WHAT TO DO ▸ Every line below that holds the word "surviving" must be listed.

Records from a data collection ▸
>>>

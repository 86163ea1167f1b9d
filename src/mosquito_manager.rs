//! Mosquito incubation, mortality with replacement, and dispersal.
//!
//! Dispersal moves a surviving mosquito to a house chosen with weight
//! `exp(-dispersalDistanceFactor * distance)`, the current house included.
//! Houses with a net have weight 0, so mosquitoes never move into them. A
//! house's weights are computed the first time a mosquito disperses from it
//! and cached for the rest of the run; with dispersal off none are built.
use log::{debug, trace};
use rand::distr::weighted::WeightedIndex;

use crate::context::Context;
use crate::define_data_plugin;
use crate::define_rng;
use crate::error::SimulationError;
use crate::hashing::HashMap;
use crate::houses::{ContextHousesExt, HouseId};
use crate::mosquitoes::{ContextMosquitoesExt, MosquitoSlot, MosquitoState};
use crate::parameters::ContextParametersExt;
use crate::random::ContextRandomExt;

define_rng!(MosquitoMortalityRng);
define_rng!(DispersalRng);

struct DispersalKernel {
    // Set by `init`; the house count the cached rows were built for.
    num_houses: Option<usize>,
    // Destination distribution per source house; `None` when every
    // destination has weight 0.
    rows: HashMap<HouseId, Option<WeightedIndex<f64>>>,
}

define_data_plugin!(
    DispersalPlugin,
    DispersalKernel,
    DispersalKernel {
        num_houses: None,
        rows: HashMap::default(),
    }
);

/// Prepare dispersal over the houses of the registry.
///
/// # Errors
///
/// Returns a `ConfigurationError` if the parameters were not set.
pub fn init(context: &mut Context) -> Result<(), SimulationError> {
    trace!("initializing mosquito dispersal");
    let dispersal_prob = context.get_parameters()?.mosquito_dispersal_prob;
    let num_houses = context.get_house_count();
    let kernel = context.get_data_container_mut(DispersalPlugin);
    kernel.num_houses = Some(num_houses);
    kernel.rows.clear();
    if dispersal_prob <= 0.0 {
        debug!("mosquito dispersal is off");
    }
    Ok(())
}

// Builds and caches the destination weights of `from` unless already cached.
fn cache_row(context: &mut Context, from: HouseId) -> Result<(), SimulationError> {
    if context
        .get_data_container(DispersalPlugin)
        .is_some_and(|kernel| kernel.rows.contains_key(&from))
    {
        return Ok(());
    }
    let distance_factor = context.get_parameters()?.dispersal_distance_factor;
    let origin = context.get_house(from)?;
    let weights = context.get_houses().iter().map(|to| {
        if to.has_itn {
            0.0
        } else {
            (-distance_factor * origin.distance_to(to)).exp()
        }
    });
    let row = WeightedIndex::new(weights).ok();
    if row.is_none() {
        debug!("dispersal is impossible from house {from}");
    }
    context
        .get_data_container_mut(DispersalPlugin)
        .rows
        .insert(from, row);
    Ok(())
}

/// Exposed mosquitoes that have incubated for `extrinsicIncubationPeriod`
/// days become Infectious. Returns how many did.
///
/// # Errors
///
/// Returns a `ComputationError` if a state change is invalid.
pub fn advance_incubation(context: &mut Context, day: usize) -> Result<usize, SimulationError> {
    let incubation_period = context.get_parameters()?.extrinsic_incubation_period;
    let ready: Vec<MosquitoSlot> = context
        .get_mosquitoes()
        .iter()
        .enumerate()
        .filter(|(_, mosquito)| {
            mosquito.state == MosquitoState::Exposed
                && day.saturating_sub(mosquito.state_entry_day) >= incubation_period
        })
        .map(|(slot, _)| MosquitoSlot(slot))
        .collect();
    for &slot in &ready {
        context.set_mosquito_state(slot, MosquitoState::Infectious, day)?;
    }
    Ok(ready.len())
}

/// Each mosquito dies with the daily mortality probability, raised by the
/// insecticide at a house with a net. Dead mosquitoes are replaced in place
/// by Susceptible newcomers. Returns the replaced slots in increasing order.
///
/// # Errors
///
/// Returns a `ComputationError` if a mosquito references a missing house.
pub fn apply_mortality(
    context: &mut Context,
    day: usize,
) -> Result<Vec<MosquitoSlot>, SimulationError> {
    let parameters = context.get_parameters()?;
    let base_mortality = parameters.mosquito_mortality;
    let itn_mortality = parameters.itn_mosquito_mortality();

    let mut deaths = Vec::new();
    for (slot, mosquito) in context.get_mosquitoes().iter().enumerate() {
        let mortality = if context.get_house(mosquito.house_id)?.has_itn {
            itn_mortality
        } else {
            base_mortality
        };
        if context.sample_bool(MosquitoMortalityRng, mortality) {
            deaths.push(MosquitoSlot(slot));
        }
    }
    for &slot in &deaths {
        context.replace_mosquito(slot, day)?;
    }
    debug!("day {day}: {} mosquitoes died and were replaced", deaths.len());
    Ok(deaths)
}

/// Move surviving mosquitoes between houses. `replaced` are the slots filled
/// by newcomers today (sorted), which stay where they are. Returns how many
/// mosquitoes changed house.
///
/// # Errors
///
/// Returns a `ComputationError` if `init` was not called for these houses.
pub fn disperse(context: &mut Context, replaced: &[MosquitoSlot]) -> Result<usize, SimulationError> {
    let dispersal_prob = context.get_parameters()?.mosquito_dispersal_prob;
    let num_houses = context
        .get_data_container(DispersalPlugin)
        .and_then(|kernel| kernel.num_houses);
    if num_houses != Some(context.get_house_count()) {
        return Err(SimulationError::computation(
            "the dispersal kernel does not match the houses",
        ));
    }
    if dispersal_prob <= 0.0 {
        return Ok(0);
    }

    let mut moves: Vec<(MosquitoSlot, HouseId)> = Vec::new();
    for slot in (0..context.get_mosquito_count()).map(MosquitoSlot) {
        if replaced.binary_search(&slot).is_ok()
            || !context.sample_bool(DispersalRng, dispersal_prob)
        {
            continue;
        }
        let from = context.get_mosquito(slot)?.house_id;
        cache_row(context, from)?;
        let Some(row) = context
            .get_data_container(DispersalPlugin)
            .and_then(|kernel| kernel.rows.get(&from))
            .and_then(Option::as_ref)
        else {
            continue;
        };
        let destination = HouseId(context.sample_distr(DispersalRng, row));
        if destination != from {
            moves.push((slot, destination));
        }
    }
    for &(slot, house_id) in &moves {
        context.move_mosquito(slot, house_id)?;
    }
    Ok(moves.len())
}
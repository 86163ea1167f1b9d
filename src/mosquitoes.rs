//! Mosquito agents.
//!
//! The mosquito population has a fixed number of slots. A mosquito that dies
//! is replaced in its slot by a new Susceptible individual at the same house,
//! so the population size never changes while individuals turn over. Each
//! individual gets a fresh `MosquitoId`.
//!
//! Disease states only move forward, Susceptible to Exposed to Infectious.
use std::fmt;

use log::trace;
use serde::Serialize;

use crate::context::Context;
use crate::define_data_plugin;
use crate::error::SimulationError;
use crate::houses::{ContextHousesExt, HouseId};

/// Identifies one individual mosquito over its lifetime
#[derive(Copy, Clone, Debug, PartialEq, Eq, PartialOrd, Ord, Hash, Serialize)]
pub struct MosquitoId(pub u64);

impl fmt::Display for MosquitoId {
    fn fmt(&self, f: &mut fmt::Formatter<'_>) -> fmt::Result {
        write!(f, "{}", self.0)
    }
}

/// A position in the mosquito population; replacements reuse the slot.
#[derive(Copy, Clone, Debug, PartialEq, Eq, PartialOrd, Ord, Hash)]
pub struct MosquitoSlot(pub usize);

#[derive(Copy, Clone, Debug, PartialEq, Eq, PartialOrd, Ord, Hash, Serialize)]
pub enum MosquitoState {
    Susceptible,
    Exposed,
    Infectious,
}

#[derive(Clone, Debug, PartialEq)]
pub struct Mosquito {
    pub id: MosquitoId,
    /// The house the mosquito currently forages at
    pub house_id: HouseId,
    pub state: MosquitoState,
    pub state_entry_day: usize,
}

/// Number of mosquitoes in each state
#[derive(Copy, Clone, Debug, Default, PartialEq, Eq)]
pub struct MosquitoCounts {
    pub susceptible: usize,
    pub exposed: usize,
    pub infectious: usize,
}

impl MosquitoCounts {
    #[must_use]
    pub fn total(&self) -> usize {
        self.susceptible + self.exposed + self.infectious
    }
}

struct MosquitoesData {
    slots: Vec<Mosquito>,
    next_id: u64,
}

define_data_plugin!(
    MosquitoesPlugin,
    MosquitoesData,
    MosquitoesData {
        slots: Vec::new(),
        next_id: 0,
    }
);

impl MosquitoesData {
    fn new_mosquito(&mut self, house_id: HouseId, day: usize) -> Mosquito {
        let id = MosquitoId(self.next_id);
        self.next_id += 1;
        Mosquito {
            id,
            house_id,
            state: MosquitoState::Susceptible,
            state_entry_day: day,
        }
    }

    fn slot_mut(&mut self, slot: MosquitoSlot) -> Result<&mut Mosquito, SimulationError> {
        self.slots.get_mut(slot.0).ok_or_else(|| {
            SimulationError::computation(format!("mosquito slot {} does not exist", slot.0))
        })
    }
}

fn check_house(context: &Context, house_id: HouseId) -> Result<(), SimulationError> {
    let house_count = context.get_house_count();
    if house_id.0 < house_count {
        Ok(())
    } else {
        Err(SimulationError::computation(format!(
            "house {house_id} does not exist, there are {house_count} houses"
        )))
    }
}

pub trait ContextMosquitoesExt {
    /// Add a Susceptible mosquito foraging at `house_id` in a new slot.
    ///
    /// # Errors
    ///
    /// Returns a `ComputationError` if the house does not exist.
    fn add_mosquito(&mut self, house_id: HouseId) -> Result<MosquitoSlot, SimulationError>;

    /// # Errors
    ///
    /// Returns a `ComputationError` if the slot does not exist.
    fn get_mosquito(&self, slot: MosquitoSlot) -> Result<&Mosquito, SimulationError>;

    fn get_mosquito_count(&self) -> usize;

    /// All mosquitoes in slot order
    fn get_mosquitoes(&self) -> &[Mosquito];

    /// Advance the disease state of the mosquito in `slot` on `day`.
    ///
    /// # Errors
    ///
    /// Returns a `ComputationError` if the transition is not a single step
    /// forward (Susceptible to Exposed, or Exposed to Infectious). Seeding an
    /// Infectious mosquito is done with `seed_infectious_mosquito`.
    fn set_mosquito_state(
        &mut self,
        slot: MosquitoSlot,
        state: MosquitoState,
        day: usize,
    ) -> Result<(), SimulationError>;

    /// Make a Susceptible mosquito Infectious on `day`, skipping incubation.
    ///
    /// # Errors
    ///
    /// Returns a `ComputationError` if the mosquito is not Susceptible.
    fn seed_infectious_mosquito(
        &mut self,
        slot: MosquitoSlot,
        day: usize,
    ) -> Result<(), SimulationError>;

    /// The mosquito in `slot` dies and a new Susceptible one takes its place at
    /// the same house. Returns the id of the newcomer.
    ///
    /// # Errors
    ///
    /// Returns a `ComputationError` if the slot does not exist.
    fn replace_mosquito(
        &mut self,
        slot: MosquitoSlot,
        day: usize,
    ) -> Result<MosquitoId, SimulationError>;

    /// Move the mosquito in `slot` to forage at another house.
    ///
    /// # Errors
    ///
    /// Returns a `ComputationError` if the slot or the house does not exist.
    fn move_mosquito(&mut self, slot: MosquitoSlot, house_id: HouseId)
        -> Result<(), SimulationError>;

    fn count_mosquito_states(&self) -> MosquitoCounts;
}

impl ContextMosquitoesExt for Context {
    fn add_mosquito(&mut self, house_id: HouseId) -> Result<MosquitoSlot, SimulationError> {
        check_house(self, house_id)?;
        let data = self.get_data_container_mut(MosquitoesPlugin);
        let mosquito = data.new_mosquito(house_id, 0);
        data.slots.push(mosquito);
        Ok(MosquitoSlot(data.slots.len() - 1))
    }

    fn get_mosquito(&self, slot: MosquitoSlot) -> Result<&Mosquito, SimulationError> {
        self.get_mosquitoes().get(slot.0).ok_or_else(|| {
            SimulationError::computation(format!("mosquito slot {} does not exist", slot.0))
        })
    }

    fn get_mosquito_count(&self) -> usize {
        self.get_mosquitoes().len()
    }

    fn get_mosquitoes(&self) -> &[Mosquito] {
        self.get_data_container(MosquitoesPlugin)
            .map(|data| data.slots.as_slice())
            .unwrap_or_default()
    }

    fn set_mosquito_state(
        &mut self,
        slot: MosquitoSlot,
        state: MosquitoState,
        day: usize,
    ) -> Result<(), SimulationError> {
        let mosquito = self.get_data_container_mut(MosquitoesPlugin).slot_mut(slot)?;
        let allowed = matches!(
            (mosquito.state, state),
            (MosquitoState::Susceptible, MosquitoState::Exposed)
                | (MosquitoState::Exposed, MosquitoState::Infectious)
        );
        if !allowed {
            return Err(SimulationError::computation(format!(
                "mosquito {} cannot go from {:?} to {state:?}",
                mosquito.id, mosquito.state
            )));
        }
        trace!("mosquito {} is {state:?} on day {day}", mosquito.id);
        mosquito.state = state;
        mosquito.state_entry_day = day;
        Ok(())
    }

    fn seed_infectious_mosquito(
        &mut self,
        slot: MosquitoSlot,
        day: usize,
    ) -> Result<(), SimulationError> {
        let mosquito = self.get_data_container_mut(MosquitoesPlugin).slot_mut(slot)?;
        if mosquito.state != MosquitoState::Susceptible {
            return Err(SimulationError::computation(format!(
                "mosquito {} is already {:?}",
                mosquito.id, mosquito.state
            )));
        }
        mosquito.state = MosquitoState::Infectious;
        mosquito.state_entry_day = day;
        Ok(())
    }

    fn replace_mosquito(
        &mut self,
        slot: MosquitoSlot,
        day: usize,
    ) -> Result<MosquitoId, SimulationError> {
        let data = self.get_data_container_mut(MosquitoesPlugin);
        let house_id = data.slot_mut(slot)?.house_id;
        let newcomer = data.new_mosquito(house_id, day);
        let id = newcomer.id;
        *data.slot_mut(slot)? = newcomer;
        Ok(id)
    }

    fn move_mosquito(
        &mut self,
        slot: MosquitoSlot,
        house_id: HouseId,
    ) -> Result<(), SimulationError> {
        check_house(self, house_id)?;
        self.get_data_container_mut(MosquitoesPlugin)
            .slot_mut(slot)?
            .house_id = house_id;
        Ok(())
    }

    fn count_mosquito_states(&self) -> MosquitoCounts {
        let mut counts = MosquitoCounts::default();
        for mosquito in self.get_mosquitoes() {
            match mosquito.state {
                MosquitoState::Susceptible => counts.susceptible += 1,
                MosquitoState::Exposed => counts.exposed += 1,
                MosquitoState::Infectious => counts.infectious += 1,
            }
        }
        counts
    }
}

<<<

WRITTEN ANSWER ▸
//! Dispersal moves a surviving mosquito to a house chosen with weight
/// Move surviving mosquitoes between houses. `replaced` are the slots filled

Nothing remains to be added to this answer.